(Saved data entries)
════════

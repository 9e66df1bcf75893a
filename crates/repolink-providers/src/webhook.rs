//! Webhook normalization shared by every adapter.
//!
//! Each adapter describes its payload with a [`PayloadShape`] and an event
//! table; [`normalize`] turns a raw [`WebhookDelivery`] into the canonical
//! [`WebhookEvent`]. Field paths are dot-separated and may index arrays
//! (`push.changes.0.new.name`).

use crate::error::NormalizeError;
use hmac::{Hmac, Mac};
use repolink_types::{
    EventKind, ProviderKind, WebhookDelivery, WebhookEvent, WebhookRepository, DEFAULT_BRANCH,
};
use serde_json::Value;
use sha2::Sha256;
use tracing::{debug, warn};

type HmacSha256 = Hmac<Sha256>;

/// Branch, action and source repository read from a payload.
#[derive(Debug, Clone, PartialEq, Eq)]
pub struct Extracted {
    /// Branch the delivery refers to.
    pub branch: String,
    /// Pull request action, if any.
    pub action: Option<String>,
    /// SSH URL of the source repository.
    pub ssh_url: Option<String>,
}

/// Provider-specific reader for payloads the generic paths do not cover.
pub type NativeExtractor = fn(event: &str, body: &Value) -> Option<Extracted>;

/// Where a provider's payload keeps the fields the normalizer needs.
#[derive(Debug, Clone, Copy)]
pub struct PayloadShape {
    /// Git ref of a push (`refs/heads/<branch>`).
    pub git_ref: &'static str,
    /// SSH URL of the repository the hook belongs to.
    pub repo_ssh_url: &'static str,
    /// Pull request object; its presence selects the pull request reading.
    pub pull_request: &'static str,
    /// Pull request source branch.
    pub pr_branch: &'static str,
    /// SSH URL of the pull request source repository.
    pub pr_ssh_url: &'static str,
    /// Pull request action.
    pub action: &'static str,
    /// Tried after the ref and pull request readings, before the
    /// top-level fallback.
    pub native: Option<NativeExtractor>,
}

/// Shape shared by GitHub and Gitea, whose payloads match field for field.
pub const GITHUB_LIKE_SHAPE: PayloadShape = PayloadShape {
    git_ref: "ref",
    repo_ssh_url: "repository.ssh_url",
    pull_request: "pull_request",
    pr_branch: "pull_request.head.ref",
    pr_ssh_url: "pull_request.head.repo.ssh_url",
    action: "action",
    native: None,
};

/// Look up a value by dot-separated path.
pub fn lookup<'a>(value: &'a Value, path: &str) -> Option<&'a Value> {
    path.split('.').try_fold(value, |current, key| match current {
        Value::Array(items) => key.parse::<usize>().ok().and_then(|i| items.get(i)),
        _ => current.get(key),
    })
}

/// Look up a non-empty string by dot-separated path.
pub fn lookup_str<'a>(value: &'a Value, path: &str) -> Option<&'a str> {
    lookup(value, path)
        .and_then(Value::as_str)
        .filter(|s| !s.is_empty())
}

/// Branch name of a git ref: its last path segment.
pub fn branch_from_ref(git_ref: &str) -> String {
    match git_ref.rsplit('/').next() {
        Some(segment) if !segment.is_empty() => segment.to_string(),
        _ => DEFAULT_BRANCH.to_string(),
    }
}

/// Read branch, action and source repository from a parsed payload.
pub fn extract(shape: &PayloadShape, event: &str, body: &Value) -> Extracted {
    if let Some(git_ref) = lookup_str(body, shape.git_ref) {
        return Extracted {
            branch: branch_from_ref(git_ref),
            action: None,
            ssh_url: lookup_str(body, shape.repo_ssh_url).map(str::to_string),
        };
    }

    if lookup(body, shape.pull_request).is_some_and(Value::is_object) {
        return Extracted {
            branch: lookup_str(body, shape.pr_branch)
                .unwrap_or(DEFAULT_BRANCH)
                .to_string(),
            action: lookup_str(body, shape.action).map(str::to_string),
            ssh_url: lookup_str(body, shape.pr_ssh_url)
                .or_else(|| lookup_str(body, shape.repo_ssh_url))
                .map(str::to_string),
        };
    }

    if let Some(extracted) = shape.native.and_then(|native| native(event, body)) {
        return extracted;
    }

    Extracted {
        branch: DEFAULT_BRANCH.to_string(),
        action: None,
        ssh_url: lookup_str(body, shape.repo_ssh_url).map(str::to_string),
    }
}

/// Translate a provider-native event name through `table`.
pub fn event_kind(table: &[(&str, EventKind)], event: &str) -> Option<EventKind> {
    table
        .iter()
        .find(|(name, _)| *name == event)
        .map(|(_, kind)| *kind)
}

/// Normalize a delivery into the canonical event.
///
/// `verified` is the adapter's authentication verdict for the delivery.
pub fn normalize(
    provider: ProviderKind,
    table: &[(&str, EventKind)],
    shape: &PayloadShape,
    delivery: &WebhookDelivery,
    verified: bool,
) -> Result<WebhookEvent, NormalizeError> {
    let Some(event) = event_kind(table, &delivery.event) else {
        warn!(
            %provider,
            event = %delivery.event,
            delivery = %delivery.delivery_id,
            "Unsupported webhook event"
        );
        return Err(NormalizeError::UnsupportedEvent {
            provider,
            event: delivery.event.clone(),
        });
    };

    let body: Value = serde_json::from_str(&delivery.body).map_err(|e| {
        warn!(%provider, delivery = %delivery.delivery_id, error = %e, "Webhook body is not JSON");
        NormalizeError::MalformedPayload {
            provider,
            reason: format!("invalid JSON: {e}"),
        }
    })?;

    let extracted = extract(shape, &delivery.event, &body);
    let Some(ssh_url) = extracted.ssh_url else {
        warn!(%provider, delivery = %delivery.delivery_id, "Webhook payload names no repository");
        return Err(NormalizeError::MalformedPayload {
            provider,
            reason: "no repository ssh url in payload".to_string(),
        });
    };

    debug!(%provider, %event, branch = %extracted.branch, verified, "Normalized webhook");

    Ok(WebhookEvent {
        provider,
        action: extracted.action,
        event,
        delivery: delivery.delivery_id.clone(),
        body,
        branch: extracted.branch,
        verified,
        repo: WebhookRepository { ssh_url },
    })
}

/// How a platform authenticates its deliveries.
#[derive(Debug, Clone, Copy, PartialEq, Eq)]
pub enum SignatureScheme {
    /// Hex HMAC-SHA256 of the body, optionally prefixed with `sha256=`.
    HmacSha256,
    /// The shared secret echoed verbatim in a header.
    Token,
    /// The platform does not authenticate deliveries.
    Unsigned,
}

impl SignatureScheme {
    /// Scheme used by `provider`.
    pub fn for_provider(provider: ProviderKind) -> Self {
        match provider {
            ProviderKind::Github | ProviderKind::Gitea => Self::HmacSha256,
            ProviderKind::Gitlab => Self::Token,
            ProviderKind::Bitbucket => Self::Unsigned,
        }
    }

    /// Check a delivery against the configured secret.
    ///
    /// Unsigned platforms always pass. Signing platforms fail when no
    /// secret is configured or the header is missing.
    pub fn verify(&self, secret: Option<&str>, body: &[u8], signature: Option<&str>) -> bool {
        if *self == Self::Unsigned {
            return true;
        }
        let (Some(secret), Some(signature)) = (secret, signature) else {
            return false;
        };

        match self {
            Self::HmacSha256 => {
                let hex_sig = signature.strip_prefix("sha256=").unwrap_or(signature);
                let Ok(sig_bytes) = hex::decode(hex_sig.trim()) else {
                    return false;
                };
                let Ok(mut mac) = HmacSha256::new_from_slice(secret.as_bytes()) else {
                    return false;
                };
                mac.update(body);
                mac.verify_slice(&sig_bytes).is_ok()
            }
            Self::Token => constant_time_eq(signature.as_bytes(), secret.as_bytes()),
            Self::Unsigned => true,
        }
    }
}

/// Compute the `sha256=<hex>` signature GitHub sends for `body`.
pub fn sign_sha256(secret: &str, body: &[u8]) -> Option<String> {
    let mut mac = HmacSha256::new_from_slice(secret.as_bytes()).ok()?;
    mac.update(body);
    Some(format!("sha256={}", hex::encode(mac.finalize().into_bytes())))
}

fn constant_time_eq(a: &[u8], b: &[u8]) -> bool {
    if a.len() != b.len() {
        return false;
    }
    a.iter().zip(b).fold(0u8, |diff, (x, y)| diff | (x ^ y)) == 0
}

════════

**Task description**: Among the lines above, find those holding the word "static" and state how many there are, number only.

**Your response**: 6